The Lazarus Effect (2015): Olivia Wilde Goes to Hell

Olivia Wilde as Zoe
Directed by David Gelb, his first feature length film that is not a documentary, from a screenplay written by Luke Dawson (Shutter, New York Studies) and Jeremy Slater (Fantastic Four, Pet) The Lazarus Effect stars Olivia Wilde, as a character who goes to hell but does not stay there. Before anyone starts pointing fingers and screaming about spoilers, calm down. This short descriptive does not spell out the entire movie.

It also features Evan Peters (AHS, Adult World), Sarah Bolger (The Spiderwick Chronicles, The Tudors), Mark Duplass , Donald Glover and horror icon Ray Wise has a tiny cameo. The film follows a group of researchers who are working on a serum and a procedure that could make it possible to resuscitate dead people who have been gone “too long.” Their process would allow the dead to be brought back to life with no cell damage.

The film starts with the team bringing a pig back to life and then a dog. While the first does not last long, just long enough to scare the audience and the researchers, the second lasts for almost the rest of the film. Like Pet Sematary however, the things that are brought back have something wrong with them. The success of the team at resuscitating animals that have been dead too long for normal recovery, leads in their research being shut down.

*Sidenote* In keeping with the Stephen King flavor of the plot, at one point Clay asks his fellow team members if they really want to keep the resuscitated dog in their house. “This thing could go Cujo here in a hurry.”

A pharmaceutical company buys out the corporation who funded their research and all the teams findings are confiscated. They decide to run another test, they have one last dead dog to resuscitate and when Zoe (Wilde) flips the switch on the electrical input she is electrocuted and dies.

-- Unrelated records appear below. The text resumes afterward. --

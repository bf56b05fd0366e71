use std::collections::HashSet;
use std::sync::Arc;
use std::sync::atomic::{AtomicBool, Ordering};
use std::time::{Duration, Instant};

use log::{debug, info, warn};
use parking_lot::Mutex;
use serde::Serialize;

use crate::bus::{EventBus, Interest, StateEvent, Subscription};
use crate::command::{ExecutionResult, Pending};
use crate::config::{AppConfig, Framing};
use crate::debounce::{CachedState, SettleTimer, StateCache};
use crate::error::AppError;
use crate::executor::{ExecutorContext, ExecutorHandle, Target};
use crate::hardware::HardwareBackend;
use crate::registry::Registry;
use crate::resource::{AccessMode, GpioState, Operation, ResourceId};

#[derive(Debug, Clone, Serialize)]
pub struct ResourceStatus {
    pub resource: ResourceId,
    pub name: String,
    pub active: bool,
    pub degraded: bool,
    pub consecutive_failures: u32,
    pub queued: usize,
    pub leases: Vec<AccessMode>,
    pub state: Option<CachedState>,
}

struct Shared {
    config: Arc<AppConfig>,
    backend: Arc<dyn HardwareBackend>,
    registry: Registry,
    cache: Arc<StateCache>,
    bus: Arc<EventBus>,
}

impl Shared {
    fn spawn(&self, id: &ResourceId) -> Result<Arc<ExecutorHandle>, AppError> {
        let target = match id {
            ResourceId::Pin(pin_id) => Target::Pin(*pin_id, self.config.pin(*pin_id)?.clone()),
            ResourceId::Serial(name) => {
                Target::Serial(name.clone(), self.config.serial(name)?.clone())
            }
            ResourceId::Pwm(name) => Target::Pwm(name.clone(), self.config.pwm(name)?.clone()),
        };

        debug!("{id}: spawning executor");
        ExecutorHandle::spawn(ExecutorContext {
            id: id.clone(),
            target,
            tuning: self.config.tuning_for(id)?,
            degrade_after: self.config.dispatcher.degrade_after,
            backend: self.backend.clone(),
            cache: self.cache.clone(),
            bus: self.bus.clone(),
        })
    }

    fn validate(&self, id: &ResourceId, operation: &Operation) -> Result<(), AppError> {
        if !self.config.contains(id) {
            return Err(AppError::NotFound(id.to_string()));
        }
        if !operation.targets(id) {
            return Err(AppError::InvalidValue(format!(
                "{} is not valid for {id}",
                operation.name()
            )));
        }

        match (id, operation) {
            (_, Operation::WritePin(value)) if *value > 1 => {
                Err(AppError::InvalidValue("Value must be 0 or 1".into()))
            }
            (ResourceId::Pin(pin_id), Operation::ConfigurePin(settings)) => {
                let caps = &self.config.pin(*pin_id)?.capabilities;
                if capability_matches(settings.state, caps) {
                    Ok(())
                } else {
                    Err(AppError::InvalidState(format!(
                        "State not supported by pin {pin_id}"
                    )))
                }
            }
            (_, Operation::ReadSerial { max_len: 0 }) => {
                Err(AppError::InvalidValue("max_len must be > 0".into()))
            }
            (_, Operation::ReadSerial { max_len }) => {
                let limit = self.config.tuning_for(id)?.max_read_len;
                if *max_len > limit {
                    Err(AppError::InvalidValue(format!(
                        "max_len must be <= {limit} for {id}"
                    )))
                } else {
                    Ok(())
                }
            }
            (_, Operation::WriteSerial(data)) if data.is_empty() => {
                Err(AppError::InvalidValue("Empty serial payload".into()))
            }
            (_, Operation::ConfigureSerial(settings)) if settings.baud_rate == 0 => {
                Err(AppError::InvalidValue("baud_rate must be > 0".into()))
            }
            (ResourceId::Serial(name), Operation::ReadFrame) => {
                if self.config.serial(name)?.framing == Framing::Controller {
                    Ok(())
                } else {
                    Err(AppError::InvalidState(format!(
                        "serial {name} has no frame decoder"
                    )))
                }
            }
            (_, Operation::WritePwm { duty }) if !(0.0..=1.0).contains(duty) => Err(
                AppError::InvalidValue("Duty cycle must be between 0 and 1".into()),
            ),
            (ResourceId::Pwm(name), Operation::ConfigurePwm(settings)) => {
                if settings.frequency_hz == 0 {
                    return Err(AppError::InvalidValue("frequency_hz must be > 0".into()));
                }
                match &self.config.pwm(name)?.servo {
                    Some(servo) if !servo.fits(settings.frequency_hz) => {
                        Err(AppError::InvalidValue(format!(
                            "servo pulse does not fit a period at {} Hz",
                            settings.frequency_hz
                        )))
                    }
                    _ => Ok(()),
                }
            }
            (ResourceId::Pwm(name), Operation::WriteServo { angle }) => {
                match &self.config.pwm(name)?.servo {
                    Some(servo) if servo.contains_angle(*angle) => Ok(()),
                    Some(servo) => Err(AppError::InvalidValue(format!(
                        "Angle must be between {} and {}",
                        servo.min_angle, servo.max_angle
                    ))),
                    None => Err(AppError::InvalidState(format!("pwm {name} drives no servo"))),
                }
            }
            _ => Ok(()),
        }
    }

    fn enqueue(
        &self,
        handle: &ExecutorHandle,
        operation: Operation,
    ) -> Result<Pending, AppError> {
        if handle.is_degraded() && !operation.is_configure() {
            return Err(AppError::ResourceDegraded(format!(
                "{} after {} consecutive failures",
                handle.id(),
                handle.consecutive_failures()
            )));
        }
        handle.enqueue(operation)
    }

    /// Drains and joins a released executor. Its binding stays closing, and
    /// so refuses new work, until the thread is gone.
    fn teardown(&self, handle: &Arc<ExecutorHandle>) {
        let deadline = Instant::now() + self.config.dispatcher.shutdown_deadline();
        handle.stop(deadline);
        if handle.join_until(deadline) {
            self.registry.unbind(handle.id(), handle);
            info!("{}: released", handle.id());
        } else {
            warn!("{}: released while a device call is still running", handle.id());
        }
    }
}

fn capability_matches(state: GpioState, caps: &HashSet<GpioState>) -> bool {
    match state {
        GpioState::Error => false,
        GpioState::Disabled => true,
        _ => caps.contains(&state),
    }
}

/// Entry point for request handlers.
pub struct Dispatcher {
    shared: Arc<Shared>,
    accepting: AtomicBool,
    timer: Mutex<Option<SettleTimer>>,
}

impl Dispatcher {
    pub fn new(config: Arc<AppConfig>, backend: Arc<dyn HardwareBackend>) -> Result<Self, AppError> {
        let bus = Arc::new(EventBus::new(
            config.resource_ids(),
            config.dispatcher.event_history_capacity,
        ));
        let cache = Arc::new(StateCache::new(bus.clone()));
        let timer = cache
            .start_timer()
            .map_err(|e| AppError::Config(format!("Failed to start debounce timer: {e}")))?;

        Ok(Self {
            shared: Arc::new(Shared {
                config,
                backend,
                registry: Registry::new(),
                cache,
                bus,
            }),
            accepting: AtomicBool::new(true),
            timer: Mutex::new(Some(timer)),
        })
    }

    pub fn config(&self) -> &AppConfig {
        &self.shared.config
    }

    fn ensure_accepting(&self) -> Result<(), AppError> {
        if self.accepting.load(Ordering::Acquire) {
            Ok(())
        } else {
            Err(AppError::ShutdownInProgress)
        }
    }

    fn ensure_known(&self, id: &ResourceId) -> Result<(), AppError> {
        if self.shared.config.contains(id) {
            Ok(())
        } else {
            Err(AppError::NotFound(id.to_string()))
        }
    }

    pub fn acquire(&self, id: &ResourceId, mode: AccessMode) -> Result<Lease, AppError> {
        self.ensure_accepting()?;
        self.ensure_known(id)?;

        let shared = &self.shared;
        let (lease_id, _) = shared.registry.acquire(id, mode, || shared.spawn(id))?;
        debug!("{id}: lease #{lease_id} acquired in {mode:?} mode");

        Ok(Lease {
            id: id.clone(),
            mode,
            lease_id,
            shared: shared.clone(),
            released: AtomicBool::new(false),
        })
    }

    /// Queues `operation` and returns without waiting for the hardware.
    pub fn submit(&self, id: &ResourceId, operation: Operation) -> Result<Pending, AppError> {
        self.ensure_accepting()?;
        let shared = &self.shared;
        shared.validate(id, &operation)?;

        let mode = operation.access_mode();
        let handle = shared.registry.resolve(id, mode, || shared.spawn(id))?;
        match shared.enqueue(&handle, operation.clone()) {
            // The last lease was released between lookup and enqueue.
            Err(AppError::ShutdownInProgress) if !shared.registry.is_closed() => {
                let handle = shared.registry.resolve(id, mode, || shared.spawn(id))?;
                shared.enqueue(&handle, operation)
            }
            result => result,
        }
    }

    pub fn execute(
        &self,
        id: &ResourceId,
        operation: Operation,
        timeout: Duration,
    ) -> ExecutionResult {
        self.submit(id, operation)?.wait(timeout)
    }

    pub fn current_value(&self, id: &ResourceId) -> Result<CachedState, AppError> {
        self.ensure_known(id)?;
        self.shared
            .cache
            .snapshot(id)
            .ok_or_else(|| AppError::NotFound(format!("no state observed for {id}")))
    }

    pub fn subscribe(&self, interest: Interest) -> Result<Subscription, AppError> {
        if let Interest::Only(ids) = &interest {
            for id in ids {
                self.ensure_known(id)?;
            }
        }
        Ok(self.shared.bus.subscribe(interest))
    }

    pub fn unsubscribe(&self, subscription: Subscription) {
        self.shared.bus.unsubscribe(&subscription);
    }

    /// Clears the degraded flag of a resource.
    pub fn reset(&self, id: &ResourceId) -> Result<bool, AppError> {
        self.ensure_known(id)?;
        Ok(self
            .shared
            .registry
            .get(id)
            .map(|handle| handle.reset())
            .unwrap_or(false))
    }

    pub fn status(&self, id: &ResourceId) -> Result<ResourceStatus, AppError> {
        let name = match id {
            ResourceId::Pin(pin_id) => self.shared.config.pin(*pin_id)?.name.clone(),
            ResourceId::Serial(name) => self.shared.config.serial(name).map(|_| name.clone())?,
            ResourceId::Pwm(name) => self.shared.config.pwm(name)?.name.clone(),
        };
        let handle = self.shared.registry.get(id);

        Ok(ResourceStatus {
            resource: id.clone(),
            name,
            active: handle.is_some(),
            degraded: handle.as_ref().is_some_and(|h| h.is_degraded()),
            consecutive_failures: handle.as_ref().map_or(0, |h| h.consecutive_failures()),
            queued: handle.as_ref().map_or(0, |h| h.queued()),
            leases: self.shared.registry.lease_modes(id),
            state: self.shared.cache.snapshot(id),
        })
    }

    pub fn list_resources(&self) -> Vec<ResourceStatus> {
        self.shared
            .config
            .resource_ids()
            .iter()
            .filter_map(|id| self.status(id).ok())
            .collect()
    }

    pub fn events(&self, id: &ResourceId, limit: Option<usize>) -> Result<Vec<StateEvent>, AppError> {
        self.ensure_known(id)?;
        Ok(self.shared.bus.history(id, limit))
    }

    pub fn last_event(&self, id: &ResourceId) -> Result<Option<StateEvent>, AppError> {
        self.ensure_known(id)?;
        Ok(self.shared.bus.last_event(id))
    }

    pub fn is_accepting(&self) -> bool {
        self.accepting.load(Ordering::Acquire)
    }

    /// Stops accepting commands and drains every executor within the
    /// configured deadline.
    pub fn shutdown(&self) {
        self.shutdown_within(self.shared.config.dispatcher.shutdown_deadline());
    }

    pub fn shutdown_within(&self, grace: Duration) {
        if !self.accepting.swap(false, Ordering::AcqRel) {
            return;
        }
        info!("Shutting down, draining executors for up to {grace:?}");

        let deadline = Instant::now() + grace;
        let handles = self.shared.registry.close();
        for handle in &handles {
            handle.stop(deadline);
        }
        let stuck = handles
            .iter()
            .filter(|handle| !handle.join_until(deadline))
            .count();
        if stuck > 0 {
            warn!("{stuck} executors still inside a device call at the deadline");
        }

        if let Some(mut timer) = self.timer.lock().take() {
            timer.stop();
        }
        info!("Shutdown complete, {} executors stopped", handles.len());
    }
}

impl Drop for Dispatcher {
    fn drop(&mut self) {
        self.shutdown();
    }
}

/// Explicit hold on a resource. Released on drop.
pub struct Lease {
    id: ResourceId,
    mode: AccessMode,
    lease_id: u64,
    shared: Arc<Shared>,
    released: AtomicBool,
}

impl Lease {
    pub fn resource(&self) -> &ResourceId {
        &self.id
    }

    pub fn mode(&self) -> AccessMode {
        self.mode
    }

    /// Submits through this lease's own binding; the shared resolve path is skipped.
    pub fn submit(&self, operation: Operation) -> Result<Pending, AppError> {
        if self.released.load(Ordering::Acquire) {
            return Err(AppError::InvalidState(format!(
                "lease #{} on {} was released",
                self.lease_id, self.id
            )));
        }
        if self.mode == AccessMode::Read && operation.access_mode() != AccessMode::Read {
            return Err(AppError::InvalidState(format!(
                "{} needs a write lease on {}",
                operation.name(),
                self.id
            )));
        }
        let shared = &self.shared;
        shared.validate(&self.id, &operation)?;
        let handle = shared
            .registry
            .leased(&self.id, self.lease_id, || shared.spawn(&self.id))?;
        shared.enqueue(&handle, operation)
    }

    /// Idempotent. Releasing the last lease tears the executor down after
    /// it drains its queue.
    pub fn release(&self) {
        if self.released.swap(true, Ordering::AcqRel) {
            return;
        }
        debug!("{}: lease #{} released", self.id, self.lease_id);
        if let Some(handle) = self.shared.registry.release(&self.id, self.lease_id) {
            self.shared.teardown(&handle);
        }
    }
}

impl Drop for Lease {
    fn drop(&mut self) {
        self.release();
    }
}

A desperate Frank tries everything to bring his fiancee back and finally resorts to using the serum they used for the pig and dog.

The rest of the team reluctantly agree to bring Zoe back and it looks like they have failed. After they give up and leave the room, Zoe sits up still covered by the sheet that Frank draped over her dead body. She is alive and in shock.

The film may follow Pet Sematary enough that the things, including people, that come back are changed, but the plot goes no further in that direction. It does, however, borrow from American Horror Story: Coven. (Rather interesting since Evan Peters is a regular on AHS) There is a scene on Coven where, as part of a test, the witches have to enter Hell and get back out. While in the netherworld, their time feels like days, months, years, in essence an eternity. When Zoe dies she lands in Hell and when she returns Zoe tell Frank that her time there lasted “years.”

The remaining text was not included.